悪の華

1997/08/12 KSS試写室
大沢樹生主演の復讐物語は、熱演がギャグに昇華している。
これが狙った笑いなら偉い。すごい才能です。by K. Hattori



 あまりに面白くて、試写室の中で始終クスクスと笑い、最後はこらえきれずに大声で笑ってしまった映画。「傑作」というより、「ケッサク」とカタカナ表記した方が雰囲気が出る作品です。プレス資料によれば、この映画はシリアスなハードボイルド作品なのだそうですが、これって本気で書いているのでしょうか。僕が観たところ、この映画はほとんど、「スチュワーデス物語」とか「少女に何が起ったか」のノリなんだよね。演技過剰で芝居が猛然と空回りしている感じといい、ここぞというところでステレオタイプな描写を的確に挿入するところといい、もう最高におかしくて笑ってしまう。物語のプロットはシンプルそのものだけど、細部はデタラメ。そのデタラメさを、芝居の熱さと約束事で次々と乗り越えて行くエネルギーは素晴らしい。

 大手芸能プロダクションの社長・花山の罠にはまり、芸能界麻薬汚染の中心人物として逮捕された主人公・津島は、服役中に恋人を花山に奪われる。刑務所を出た津島は新城と名を変え、自分の芸能プロダクションを設立。目的は花山を破滅させ、恋人を奪い返すことだ。花山プロが売り出し中のアイドルを暴漢に襲わせ、中堅男性タレントを色仕掛けで引き抜き、人気タレントの交通事故スキャンダルを作って自分の事務所に移籍させるなど、手段を選ばないやりくちで、新城は花山を追いつめて行く。はたして復讐の結末には何が待つのか……。

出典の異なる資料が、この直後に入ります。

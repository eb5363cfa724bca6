//! Error taxonomy for the memory fabric.
//!
//! [`FabricError`] is what callers of the orchestrator see. Backend failures
//! arrive wrapped as [`StorageError`], collaborator failures as
//! [`EmbeddingError`]. [`GenerationError`] never leaves the optimization
//! pipeline: every generation failure is recovered by falling back to the
//! unoptimized text.

use crate::store::RecordId;

/// Result alias for orchestrator operations.
pub type FabricResult<T> = Result<T, FabricError>;

/// Errors surfaced by [`MemoryFabric`](crate::fabric::MemoryFabric).
#[derive(Debug, thiserror::Error)]
pub enum FabricError {
    /// Invalid setup, detected once at construction.
    #[error("configuration error: {0}")]
    Configuration(String),

    #[error(transparent)]
    Storage(#[from] StorageError),

    #[error(transparent)]
    Embedding(#[from] EmbeddingError),

    #[error("invalid input: {0}")]
    InvalidInput(String),

    #[error("memory fabric is not initialized; call init() first")]
    NotInitialized,

    #[error("memory fabric is closed")]
    Closed,
}

impl FabricError {
    pub fn config(msg: impl Into<String>) -> Self {
        Self::Configuration(msg.into())
    }
}

/// Failures of a [`VectorStore`](crate::store::VectorStore) backend.
#[derive(Debug, thiserror::Error)]
pub enum StorageError {
    #[error("sqlite error: {0}")]
    Sqlite(#[from] rusqlite::Error),

    #[error("postgres error: {0}")]
    Postgres(#[from] sqlx::Error),

    #[error("metadata serialization failed: {0}")]
    Serialization(#[from] serde_json::Error),

    #[error("failed to prepare database at {path}: {source}")]
    Io {
        path: String,
        #[source]
        source: std::io::Error,
    },

    #[error("vector dimension mismatch: store expects {expected}, got {actual}")]
    DimensionMismatch { expected: usize, actual: usize },

    #[error("memory not found: {0}")]
    NotFound(RecordId),

    #[error("store is not initialized")]
    NotInitialized,

    #[error("store is closed")]
    Closed,

    #[error("storage task failed: {0}")]
    Task(String),

    #[error("corrupt record {id}: {reason}")]
    Corrupt { id: RecordId, reason: String },
}

/// Failures of an [`Embedder`](crate::embedding::Embedder).
#[derive(Debug, thiserror::Error)]
pub enum EmbeddingError {
    #[error("embedding request failed: {0}")]
    Http(#[from] reqwest::Error),

    #[error("embedding provider returned {status}: {body}")]
    Provider { status: u16, body: String },

    #[error("embedding model error: {0}")]
    Model(String),

    #[error("embedder produced {actual} dimensions, expected {expected}")]
    DimensionMismatch { expected: usize, actual: usize },

    #[error("embedding task failed: {0}")]
    Task(String),
}

/// Failures of a [`TextGenerator`](crate::generation::TextGenerator).
#[derive(Debug, thiserror::Error)]
pub enum GenerationError {
    #[error("generation request failed: {0}")]
    Http(#[from] reqwest::Error),

    #[error("generation provider returned {status}: {body}")]
    Provider { status: u16, body: String },

    #[error("generation returned no text")]
    Empty,

    #[error("{0}")]
    Other(String),
}

#[cfg(test)]
mod tests {
    use super::*;

    #[test]
    fn storage_error_is_transparent_in_fabric_error() {
        let err: FabricError = StorageError::DimensionMismatch {
            expected: 384,
            actual: 3,
        }
        .into();
        let msg = err.to_string();
        assert!(msg.contains("384"));
        assert!(msg.contains("3"));
        assert!(matches!(err, FabricError::Storage(_)));
    }

    #[test]
    fn not_found_names_the_id() {
        let err = StorageError::NotFound(42);
        assert_eq!(err.to_string(), "memory not found: 42");
    }

    #[test]
    fn config_helper_builds_configuration_variant() {
        let err = FabricError::config("dimensions must be positive");
        assert!(matches!(err, FabricError::Configuration(_)));
        assert!(err.to_string().starts_with("configuration error"));
    }
}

 「恋人を奪われた男の復讐」という物語の枠組み自体が、既にどうしようもなく古臭いし、出てくるエピソードも使い古されたようなものばかり。観ていて常に次の一手が読める展開には、物語としてのオリジナリティが希薄です。しかしながら、次の展開として想定される選択肢の中から、常に最も過剰で過激なものをチョイスするセンスは抜群。「まさかこうはしまい」と考えていることをやってくれる嬉しさ。「そこまでやるか」と考えていると、さらにその先までやってくれるエネルギー。見え見えの展開、見え見えの演出、見え見えの会話、見え見えの芝居。すべてがあからさまで、それがすごく楽しい。ここに登場している連中には、芝居に歯止めというものがない。どこまでもズンズン先に進んでいく。

 そもそもこの映画は、原サチコ演ずる主人公の元恋人が、男二人が命をかけて奪い合うような女に見えないという致命的欠点を抱えている。顔色も目付きも悪くて、口調にも品がないし、頭も悪そう。安物のホステスのようなケバケバしい服装で病院に現われ、コートの下は下着一枚。もうこの時点で、この映画の行く先は決定的になりました。花山社長役の大杉漣も、久しぶりに安っぽいオーラを発散してイイ感じ。心臓発作を起こしてソファの上に逆さまにぶら下がったあたりから、既にノリノリです。社長室で主人公と対決している最中、心臓発作を起こして絶命する場面には思わず爆笑。ここまでやってくれたら僕は満足です。すべてが終わって主人公が去って行く場面で、ハトが飛び立つのにも笑った。最高。